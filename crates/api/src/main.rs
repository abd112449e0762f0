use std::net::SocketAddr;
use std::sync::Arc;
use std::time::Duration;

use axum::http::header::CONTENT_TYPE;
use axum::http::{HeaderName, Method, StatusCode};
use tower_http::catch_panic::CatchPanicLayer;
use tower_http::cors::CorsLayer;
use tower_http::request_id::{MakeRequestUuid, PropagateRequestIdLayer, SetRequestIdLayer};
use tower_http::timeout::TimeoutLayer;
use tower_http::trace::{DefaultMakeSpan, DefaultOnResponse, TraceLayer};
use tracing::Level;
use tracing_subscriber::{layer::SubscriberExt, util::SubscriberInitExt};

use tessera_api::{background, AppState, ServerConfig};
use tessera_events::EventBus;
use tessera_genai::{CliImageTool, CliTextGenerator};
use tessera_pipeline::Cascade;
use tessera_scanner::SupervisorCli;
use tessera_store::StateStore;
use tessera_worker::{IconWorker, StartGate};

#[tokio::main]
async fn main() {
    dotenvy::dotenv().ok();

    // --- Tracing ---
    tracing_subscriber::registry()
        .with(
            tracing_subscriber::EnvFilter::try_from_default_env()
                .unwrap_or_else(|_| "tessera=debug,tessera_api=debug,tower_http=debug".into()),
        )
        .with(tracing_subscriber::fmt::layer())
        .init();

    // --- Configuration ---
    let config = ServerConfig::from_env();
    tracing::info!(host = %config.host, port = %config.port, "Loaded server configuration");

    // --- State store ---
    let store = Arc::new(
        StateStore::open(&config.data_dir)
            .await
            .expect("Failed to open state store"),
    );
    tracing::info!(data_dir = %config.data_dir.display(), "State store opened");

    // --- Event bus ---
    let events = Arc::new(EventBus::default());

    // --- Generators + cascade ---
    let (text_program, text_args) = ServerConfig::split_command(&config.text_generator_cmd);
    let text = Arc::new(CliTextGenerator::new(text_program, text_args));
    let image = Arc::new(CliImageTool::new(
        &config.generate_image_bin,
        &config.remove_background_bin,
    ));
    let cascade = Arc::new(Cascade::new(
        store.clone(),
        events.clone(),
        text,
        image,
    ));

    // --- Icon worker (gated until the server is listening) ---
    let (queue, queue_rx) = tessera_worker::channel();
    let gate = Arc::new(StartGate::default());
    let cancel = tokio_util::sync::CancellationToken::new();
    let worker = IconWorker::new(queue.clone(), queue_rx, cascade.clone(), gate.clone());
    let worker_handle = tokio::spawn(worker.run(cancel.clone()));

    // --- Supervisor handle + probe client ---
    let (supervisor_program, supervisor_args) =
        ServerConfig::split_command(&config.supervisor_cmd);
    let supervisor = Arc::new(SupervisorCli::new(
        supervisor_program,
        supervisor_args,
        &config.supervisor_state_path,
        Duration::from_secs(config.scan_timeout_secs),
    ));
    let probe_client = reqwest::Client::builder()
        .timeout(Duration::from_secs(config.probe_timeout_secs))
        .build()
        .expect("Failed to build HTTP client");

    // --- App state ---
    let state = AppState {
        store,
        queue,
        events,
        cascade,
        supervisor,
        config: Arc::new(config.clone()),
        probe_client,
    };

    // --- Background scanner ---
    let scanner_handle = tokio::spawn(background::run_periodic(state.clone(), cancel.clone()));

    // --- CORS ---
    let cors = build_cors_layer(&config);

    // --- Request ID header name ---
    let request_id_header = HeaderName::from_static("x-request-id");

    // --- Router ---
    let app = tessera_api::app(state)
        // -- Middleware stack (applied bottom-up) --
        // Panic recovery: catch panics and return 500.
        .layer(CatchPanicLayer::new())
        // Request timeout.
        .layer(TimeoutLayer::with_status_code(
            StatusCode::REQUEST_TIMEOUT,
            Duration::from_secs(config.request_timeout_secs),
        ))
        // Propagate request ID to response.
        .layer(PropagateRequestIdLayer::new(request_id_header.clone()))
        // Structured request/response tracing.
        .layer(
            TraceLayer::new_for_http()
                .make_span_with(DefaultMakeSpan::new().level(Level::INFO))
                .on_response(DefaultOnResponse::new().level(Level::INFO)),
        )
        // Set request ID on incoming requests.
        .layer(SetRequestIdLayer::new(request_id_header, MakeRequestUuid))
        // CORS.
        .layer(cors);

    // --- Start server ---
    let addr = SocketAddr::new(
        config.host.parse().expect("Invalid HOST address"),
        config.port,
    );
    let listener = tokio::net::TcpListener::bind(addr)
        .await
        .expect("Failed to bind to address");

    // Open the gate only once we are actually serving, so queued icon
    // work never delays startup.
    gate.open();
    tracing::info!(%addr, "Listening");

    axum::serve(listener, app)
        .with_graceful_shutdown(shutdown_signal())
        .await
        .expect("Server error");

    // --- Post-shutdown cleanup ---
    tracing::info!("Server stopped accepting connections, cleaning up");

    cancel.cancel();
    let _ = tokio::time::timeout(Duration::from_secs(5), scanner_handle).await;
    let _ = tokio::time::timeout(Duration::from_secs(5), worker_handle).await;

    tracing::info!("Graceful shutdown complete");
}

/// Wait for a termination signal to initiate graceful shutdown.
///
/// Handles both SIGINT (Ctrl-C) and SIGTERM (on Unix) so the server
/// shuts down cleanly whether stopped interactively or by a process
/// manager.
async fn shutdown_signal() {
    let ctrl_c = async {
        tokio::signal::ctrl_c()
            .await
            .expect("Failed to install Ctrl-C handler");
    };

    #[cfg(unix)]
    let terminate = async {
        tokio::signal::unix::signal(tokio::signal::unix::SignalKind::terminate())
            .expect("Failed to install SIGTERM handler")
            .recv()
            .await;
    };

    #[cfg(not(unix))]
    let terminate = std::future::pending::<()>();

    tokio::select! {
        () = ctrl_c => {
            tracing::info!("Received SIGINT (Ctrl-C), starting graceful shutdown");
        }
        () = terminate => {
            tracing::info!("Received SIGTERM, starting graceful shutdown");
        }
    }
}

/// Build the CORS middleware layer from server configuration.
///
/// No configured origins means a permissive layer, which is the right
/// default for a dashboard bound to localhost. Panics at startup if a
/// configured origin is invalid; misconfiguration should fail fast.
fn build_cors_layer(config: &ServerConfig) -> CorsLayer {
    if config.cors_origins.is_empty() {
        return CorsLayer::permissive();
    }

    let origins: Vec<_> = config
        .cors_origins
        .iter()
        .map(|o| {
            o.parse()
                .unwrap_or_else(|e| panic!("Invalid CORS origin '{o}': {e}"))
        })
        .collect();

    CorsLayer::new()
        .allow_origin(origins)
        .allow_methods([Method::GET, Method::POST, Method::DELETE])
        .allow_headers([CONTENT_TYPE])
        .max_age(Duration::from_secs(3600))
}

● WORK TASK
Copy each line of the listing above that contains the word "starting".

● EXERCISE ANSWER
            tracing::info!("Received SIGINT (Ctrl-C), starting graceful shutdown");
            tracing::info!("Received SIGTERM, starting graceful shutdown");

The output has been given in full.